* [EXERCISE INPUTS]:
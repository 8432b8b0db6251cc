//! System behaviour and membership rules.

use std::fmt;

use crate::ecs::component::AsAny;
use crate::ecs::entity::{Entity, EntityRecord};
use crate::ecs::types::ComponentGroup;
use crate::ecs::world::Ecs;
use crate::ecs::EcsResult;

/// Handle assigned to each registered system.
#[derive(Copy, Clone, Debug, PartialEq, Eq, Hash, PartialOrd, Ord)]
pub struct SystemHandle(u32);

impl SystemHandle {
    pub(crate) fn new(index: u32) -> Self {
        Self(index)
    }

    /// Return the raw index backing this handle.
    #[inline]
    pub fn index(self) -> u32 {
        self.0
    }

    /// Membership bit of the system in entity system masks.
    #[inline]
    pub fn bit(self) -> u64 {
        1u64 << self.0
    }
}

impl fmt::Display for SystemHandle {
    fn fmt(&self, f: &mut fmt::Formatter<'_>) -> fmt::Result {
        write!(f, "{}", self.0)
    }
}

/// Behaviour of a system over the entities matching its group.
///
/// Every hook receives the owning [`Ecs`] and may mutate it freely: create or
/// remove entities, attach or detach components, even process other systems.
/// Membership changes aimed at a system while it is iterating are staged and
/// applied once the iteration completes.
///
/// ```ignore
/// struct Movement;
///
/// impl System for Movement {
///     fn process_entity_dt(&mut self, ecs: &mut Ecs, entity: Entity, dt: f32) -> EcsResult<()> {
///         let Some(&velocity) = ecs.get::<Velocity>(entity) else {
///             return Ok(());
///         };
///         if let Some(position) = ecs.get_mut::<Position>(entity) {
///             position.x += velocity.x * dt;
///         }
///         Ok(())
///     }
/// }
/// ```
#[allow(unused_variables)]
pub trait System: AsAny {
    /// Name used in logs and profiling.
    fn name(&self) -> &'static str {
        std::any::type_name::<Self>()
    }

    /// Called once when the ECS initializes.
    fn initialize(&mut self, ecs: &mut Ecs) -> EcsResult<()> {
        Ok(())
    }

    /// Called once when the ECS terminates.
    fn terminate(&mut self, ecs: &mut Ecs) -> EcsResult<()> {
        Ok(())
    }

    /// Called before each processing pass.
    fn begin(&mut self, ecs: &mut Ecs) -> EcsResult<()> {
        Ok(())
    }

    /// Called after each processing pass, once staged changes are applied.
    fn end(&mut self, ecs: &mut Ecs) -> EcsResult<()> {
        Ok(())
    }

    fn entity_added(&mut self, ecs: &mut Ecs, entity: Entity) -> EcsResult<()> {
        Ok(())
    }

    fn entity_removed(&mut self, ecs: &mut Ecs, entity: Entity) -> EcsResult<()> {
        Ok(())
    }

    /// Per-member hook of [`Ecs::process`].
    fn process_entity(&mut self, ecs: &mut Ecs, entity: Entity) -> EcsResult<()> {
        Ok(())
    }

    /// Per-member hook of [`Ecs::process_with_delta`].
    fn process_entity_dt(&mut self, ecs: &mut Ecs, entity: Entity, dt: f32) -> EcsResult<()> {
        Ok(())
    }
}

/// Change of membership decided by [`membership_change`].
#[derive(Debug, Clone, Copy, PartialEq, Eq)]
pub enum Membership {
    Add,
    Remove,
}

/// Decide how the membership of `record` in the system with `bit` and
/// `group` must change.
///
/// | enabled | in system | has components | change |
/// |---------|-----------|----------------|--------|
/// | yes     | yes       | yes            | none   |
/// | yes     | yes       | no             | remove |
/// | yes     | no        | yes            | add    |
/// | yes     | no        | no             | none   |
/// | no      | yes       | -              | remove |
/// | no      | no        | -              | none   |
///
/// An entity without any component matches no group, not even the empty one.
#[inline]
pub fn membership_change(bit: u64, group: ComponentGroup, record: &EntityRecord) -> Option<Membership> {
    let in_system = record.in_system(bit);
    if record.is_enabled() {
        let matches = record.has_any_component() && group.contains_all(record.components());
        if in_system == matches {
            None
        } else if in_system {
            Some(Membership::Remove)
        } else {
            Some(Membership::Add)
        }
    } else if in_system {
        Some(Membership::Remove)
    } else {
        None
    }
}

* [HOW TO COMPLETE THIS TASK]: Look for the word "matches" throughout the material above and copy every line that has it.

* [RESULT BELOW]:
/// An entity without any component matches no group, not even the empty one.
        let matches = record.has_any_component() && group.contains_all(record.components());
        if in_system == matches {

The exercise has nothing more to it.